# Student performance (Kaggle) (Moritz)
- https://www.kaggle.com/c/184702-tu-ml-ws-18-student-performance
- small samples (train = 198), medium dimension (32)
- attribute characteristics: numeric, categorical
- Predict: Grade
- Result file cols: id, Grade
- Missing values: No

## with preprocessing
- scale (fit train data to scaler, scale train and test data)
    - _SVR:_ very long runtime without scaling
- merge train and test data
- one hot encode (+ drop first columns) categorical data

### Linear Regression
R^2 and RMSE created from training data without(!) train-test split.
- without scaling 
- with all samples
    - <1 s
    - R^2: 0.40843
    - RMSE: 3.56123
    
    
- with preprocessing
- with all samples:
    - <1 s
    - R^2: 0.40843
    - RMSE: 3.56123
    - Kaggle: 4.75835
    
### SVR
- without scaling 
- with all samples
    - few seconds
    - C: 0.2, kernel: linear, epsilon: 0.5, gamma: auto 
    - RMSE: 4.25981
    - Kaggle: 4.47988
   
   
- with preprocessing
- with all samples:
    - few seconds
    - C: 0.2, kernel: linear, epsilon: 0.5, gamma: auto 
    - RMSE: 4.26364
    - Kaggle: 4.51673
    
### Gradient Boosted Decision Tree
- without scaling
- with all samples
    - 91.043 s
    - {'max_depth': 5, 'min_samples_split': 5, 'n_estimators': 150}
    - RMSE: 3.88092
    - Kaggle: 4.26606
    
    
- with preprocessing
- with all samples:
    - few minutes
    - {'max_depth': 5, 'min_samples_split': 5, 'n_estimators': 150}
    - RMSE: 3.8868
    - Kaggle: __4.24893__
    
### AutoML
- without scaling
- with all samples:
    - few minutes (max 300/600 s)
    - XGBoost_grid_1_AutoML_20190106_131826_model_5
    - RMSE: 3.61816
    - Kaggle: 4.30642
        
        
- more models, more time
    - max_models=50, max_runtime=1800
    - <15 mins
    - GBM_1_AutoML_20190106_151220
    - RMSE: 3.62069
    - Kaggle: 4.39525
    
    
- more models, more time
    - max_models=60, max_runtime=7200
    - 2108 s
    - GBM_1_AutoML_20190106_211629
    - RMSE: 3.62069
    - Kaggle: 4.39525
    
    
- with preprocessing
- with all samples
    - few minutes (max 600 s)
    - XGBoost_grid_1_AutoML_20190106_133539_model_5
    - RMSE: 3.64129
    - Kaggle: 4.30690

In [50]:
import pandas as pd
import sklearn as sk
import matplotlib.pyplot as plt
import datetime as dt
from sklearn.metrics import mean_squared_error
from sklearn.metrics import r2_score
%run './base.ipynb'

In [51]:
# Import and preprocessing

# read train data
train = pd.read_csv('./data/student_performance_kaggle/StudentPerformance.shuf.train.csv')
# add index 'train' and val of id col
train['_index'] = 'train'
train.set_index(['_index', 'id'], inplace=True)
# extract, then drop 'Grade' col
train_target = train[['Grade']]
train.drop(['Grade'], axis='columns', inplace=True)

# read test data
test = pd.read_csv('./data/student_performance_kaggle/StudentPerformance.shuf.test.csv')
# add index 'test' and val of id coll
test['_index'] = 'test'
test.set_index(['_index', 'id'], inplace=True)

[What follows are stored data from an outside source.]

#![deny(clippy::unwrap_used)]
#![deny(clippy::expect_used)]
#![deny(clippy::panic)]

//! Runtime configuration, fixed once at process start.

use crate::error::ConfigError;
use crate::probes::Sampling;
use serde::Deserialize;
use std::net::SocketAddr;
use std::path::{Path, PathBuf};
use std::time::Duration;

/// Environment variable naming an optional TOML config file.
pub const CONFIG_ENV_VAR: &str = "MENAGERIE_CONFIG";

/// Upper bound for the driver tick (safety limit)
const MAX_TICK_SECS: u64 = 3600;

/// Knobs for the placeholder behaviors each animal performs.
///
/// Every behavior is bounded by one of these values so the harness is safe
/// to leave running.
#[derive(Debug, Clone, Copy, PartialEq, Eq)]
pub struct BehaviorConfig {
    /// Iterations of the CPU-bound spin loop
    pub spin_iterations: u64,

    /// Size of each transient allocation
    pub churn_bytes: usize,

    /// Size of each chunk kept in the larder
    pub hoard_chunk_bytes: usize,

    /// Larder capacity; oldest chunks are evicted beyond it
    pub hoard_cap_bytes: usize,

    /// Detached helper threads spawned per scatter
    pub scatter_tasks: usize,

    /// How long each detached helper lives
    pub scatter_lifetime: Duration,

    /// How long the den is held by the competing helper
    pub den_hold: Duration,

    /// How long a rendezvous blocks before the partner signals
    pub rendezvous_wait: Duration,
}

impl BehaviorConfig {
    /// Near-zero costs, for tests that only care about dispatch.
    #[must_use]
    pub const fn quiet() -> Self {
        Self {
            spin_iterations: 1_000,
            churn_bytes: 64,
            hoard_chunk_bytes: 64,
            hoard_cap_bytes: 256,
            scatter_tasks: 2,
            scatter_lifetime: Duration::from_millis(5),
            den_hold: Duration::from_millis(2),
            rendezvous_wait: Duration::from_millis(2),
        }
    }
}

impl Default for BehaviorConfig {
    fn default() -> Self {
        Self {
            spin_iterations: 100_000_000,
            churn_bytes: 16_777_216,
            hoard_chunk_bytes: 1_048_576,
            hoard_cap_bytes: 268_435_456,
            scatter_tasks: 10,
            scatter_lifetime: Duration::from_secs(30),
            den_hold: Duration::from_millis(200),
            rendezvous_wait: Duration::from_millis(500),
        }
    }
}

/// Process-wide settings for the harness.
#[derive(Debug, Clone, PartialEq, Eq)]
pub struct RuntimeConfig {
    /// Address of the introspection endpoint
    bind_address: SocketAddr,

    /// Pause between driver cycles
    tick_interval: Duration,

    /// Worker threads for the background runtime
    parallelism: usize,

    /// Record one in every N lock contentions (0 disables)
    mutex_profile_fraction: u32,

    /// Record blocking events at least this long (0 disables)
    block_profile_rate_nanos: u64,

    behavior: BehaviorConfig,
}

impl Default for RuntimeConfig {
    fn default() -> Self {
        Self {
            bind_address: SocketAddr::from(([127, 0, 0, 1], 6060)),
            tick_interval: Duration::from_secs(1),
            parallelism: 1,
            mutex_profile_fraction: 1,
            block_profile_rate_nanos: 1,
            behavior: BehaviorConfig::default(),
        }
    }
}

/// On-disk shape: every field optional, durations in milliseconds.
#[derive(Debug, Default, Deserialize)]
#[serde(default, deny_unknown_fields)]
struct ConfigFile {
    bind_address: Option<String>,
    tick_interval_ms: Option<u64>,
    parallelism: Option<usize>,
    mutex_profile_fraction: Option<u32>,
    block_profile_rate_nanos: Option<u64>,
    behavior: BehaviorFile,
}

#[derive(Debug, Default, Deserialize)]
#[serde(default, deny_unknown_fields)]
struct BehaviorFile {
    spin_iterations: Option<u64>,
    churn_bytes: Option<usize>,
    hoard_chunk_bytes: Option<usize>,
    hoard_cap_bytes: Option<usize>,
    scatter_tasks: Option<usize>,
    scatter_lifetime_ms: Option<u64>,
    den_hold_ms: Option<u64>,
    rendezvous_wait_ms: Option<u64>,
}

impl BehaviorFile {
    fn apply(self, base: BehaviorConfig) -> BehaviorConfig {
        BehaviorConfig {
            spin_iterations: self.spin_iterations.unwrap_or(base.spin_iterations),
            churn_bytes: self.churn_bytes.unwrap_or(base.churn_bytes),
            hoard_chunk_bytes: self.hoard_chunk_bytes.unwrap_or(base.hoard_chunk_bytes),
            hoard_cap_bytes: self.hoard_cap_bytes.unwrap_or(base.hoard_cap_bytes),
            scatter_tasks: self.scatter_tasks.unwrap_or(base.scatter_tasks),
            scatter_lifetime: self
                .scatter_lifetime_ms
                .map_or(base.scatter_lifetime, Duration::from_millis),
            den_hold: self.den_hold_ms.map_or(base.den_hold, Duration::from_millis),
            rendezvous_wait: self
                .rendezvous_wait_ms
                .map_or(base.rendezvous_wait, Duration::from_millis),
        }
    }
}

impl RuntimeConfig {
    /// Load configuration from the file named by `MENAGERIE_CONFIG`, or
    /// defaults when the variable is unset.
    ///
    /// # Errors
    ///
    /// Returns error if the file cannot be read, parsed, or validated.
    pub fn from_env() -> Result<Self, ConfigError> {
        let path = std::env::var_os(CONFIG_ENV_VAR).map(PathBuf::from);
        Self::load(path.as_deref())
    }

    /// Load configuration from an optional TOML file.
    ///
    /// # Errors
    ///
    /// Returns error if the file cannot be read, parsed, or validated.
    pub fn load(path: Option<&Path>) -> Result<Self, ConfigError> {
        match path {
            None => Ok(Self::default()),
            Some(path) => {
                let text = std::fs::read_to_string(path)
                    .map_err(|e| ConfigError::file_read_failed(path, e.to_string()))?;
                tracing::info!(path = %path.display(), "loading runtime configuration");
                Self::from_toml_str(&text)
            }
        }
    }

    /// Parse TOML overrides on top of the defaults.
    ///
    /// # Errors
    ///
    /// Returns error if the TOML is malformed, has unknown keys, or yields an
    /// invalid configuration.
    pub fn from_toml_str(text: &str) -> Result<Self, ConfigError> {
        let file: ConfigFile =
            toml::from_str(text).map_err(|e| ConfigError::toml_parse_failed(e.to_string()))?;
        let base = Self::default();

        let bind_address = file
            .bind_address
            .map_or(Ok(base.bind_address), |raw| Self::parse_bind_address(&raw))?;

        let config = Self {
            bind_address,
            tick_interval: file
                .tick_interval_ms
                .map_or(base.tick_interval, Duration::from_millis),
            parallelism: file.parallelism.unwrap_or(base.parallelism),
            mutex_profile_fraction: file
                .mutex_profile_fraction
                .unwrap_or(base.mutex_profile_fraction),
            block_profile_rate_nanos: file
                .block_profile_rate_nanos
                .unwrap_or(base.block_profile_rate_nanos),
            behavior: file.behavior.apply(base.behavior),
        };
        config.validate()?;
        Ok(config)
    }

    /// Replace the tick interval.
    ///
    /// # Errors
    ///
    /// Returns error if the interval is zero or longer than an hour.
    pub fn with_tick_interval(mut self, tick_interval: Duration) -> Result<Self, ConfigError> {
        Self::validate_tick_interval(tick_interval)?;
        self.tick_interval = tick_interval;
        Ok(self)
    }

    /// Replace the behavior knobs.
    ///
    /// # Errors
    ///
    /// Returns error if the hoard cap cannot hold a single chunk.
    pub fn with_behavior(mut self, behavior: BehaviorConfig) -> Result<Self, ConfigError> {
        Self::validate_behavior(&behavior)?;
        self.behavior = behavior;
        Ok(self)
    }

    #[must_use]
    pub const fn bind_address(&self) -> SocketAddr {
        self.bind_address
    }

    #[must_use]
    pub const fn tick_interval(&self) -> Duration {
        self.tick_interval
    }

    #[must_use]
    pub const fn parallelism(&self) -> usize {
        self.parallelism
    }

    /// Sampling policy for the probes
    #[must_use]
    pub const fn sampling(&self) -> Sampling {
        Sampling::new(self.mutex_profile_fraction, self.block_profile_rate_nanos)
    }

    #[must_use]
    pub const fn behavior(&self) -> &BehaviorConfig {
        &self.behavior
    }

    fn validate(&self) -> Result<(), ConfigError> {
        Self::validate_tick_interval(self.tick_interval)?;
        if self.parallelism == 0 {
            return Err(ConfigError::ZeroParallelism);
        }
        Self::validate_behavior(&self.behavior)
    }

    fn validate_tick_interval(tick: Duration) -> Result<(), ConfigError> {
        if tick.is_zero() || tick > Duration::from_secs(MAX_TICK_SECS) {
            Err(ConfigError::TickInterval {
                got_ms: tick.as_millis(),
                max_secs: MAX_TICK_SECS,
            })
        } else {
            Ok(())
        }
    }

    const fn validate_behavior(behavior: &BehaviorConfig) -> Result<(), ConfigError> {
        if behavior.hoard_cap_bytes < behavior.hoard_chunk_bytes {
            Err(ConfigError::HoardCap {
                cap: behavior.hoard_cap_bytes,
                chunk: behavior.hoard_chunk_bytes,
            })
        } else {
            Ok(())
        }
    }

    fn parse_bind_address(raw: &str) -> Result<SocketAddr, ConfigError> {
        raw.parse::<SocketAddr>()
            .map_err(|_| ConfigError::BindAddress(raw.to_string()))
    }
}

# scale train and test data
#train_s, test_s = scale_data(train, test)

# concat train and test data for futher preprocessing
#data_s = pd.concat([train_s, test_s])
data_s = pd.concat([train, test])

# one hot encode data
data_oh = one_hot(data_s, drop_first=True)

#display(data_oh)

# split data into train and test
X_train = data_oh.loc['train']
y_train = train_target
X_test = data_oh.loc['test']

#display(X_test)

In [49]:
# Linear Regression
reg = linear_reg(X_train, y_train, X_train, y_train)
result = pd.DataFrame(reg.predict(X_test), columns=['Grade'])

# join id col
result = pd.concat([X_test.reset_index()[['id']], result], axis='columns')

# Save result
filename = f'''lr_{dt.datetime.now()}.csv'''

result.to_csv('./predictions/student_performance_kaggle/' + filename, sep = ",", index=False)
print(f'''Saved as {filename}''')

#display(result)

  linalg.lstsq(X, y)


R^2 value for model: 0.40843
Predict:
RMSE: 3.56123
R^2 Score: 0.40843
Saved as lr_2019-01-06 11:44:38.341174.csv


In [12]:
# SVR
# params
param_grid = {
    'C': np.linspace(.2,1,5),
    'kernel': ['linear', 'rbf', 'sigmoid', 'poly'], # poly very slow
    'epsilon': np.linspace(0,.5,6),
    'gamma': ['auto', 'scale']
}

# run grid search
gs = run_svr(X_train, y_train.values.ravel(), cv=5, param_grid=param_grid)

# predict
result = pd.DataFrame(gs.best_estimator_.predict(X_test), columns=['Grade'])

# join id col
result = pd.concat([X_test.reset_index()[['id']], result], axis='columns')
#display(result)

# Create SVR filename
filename = f'''svr_'''\
           f'''C-{gs.best_estimator_.C}_'''\
           f'''k-{gs.best_estimator_.kernel}_'''\
           f'''e-{gs.best_estimator_.epsilon}_'''\
           f'''g-{gs.best_estimator_.gamma}_'''\
           f'''{dt.datetime.now()}.csv'''

result.to_csv('./predictions/student_performance_kaggle/' + filename, sep = ",", index=False)
print(f'''Saved as {filename}''')

GridSearch initializing...
SVR model in training...
MSE: 18.14595, RMSE: 4.25981, 
C: 0.2, kernel: linear, epsilon: 0.5, gamma: auto 
Saved as svr_C-0.2_k-linear_e-0.5_g-auto_2019-01-05 13:12:21.368568.csv


In [15]:
# Gradient Boosted Decision Tree
param_fix = {
    'learning_rate': .01, 
    'loss': 'ls'
}

param_grid = {
    'n_estimators': (50, 100, 150, 200, 300, 400, 500), 
    'max_depth': (1, 2, 3, 4, 5), 
    'min_samples_split': (2, 3, 5)
}

gs = run_boosted_tree(X_train, y_train.values.ravel(), [], [], param_fix=param_fix, cv=10, param_grid=param_grid)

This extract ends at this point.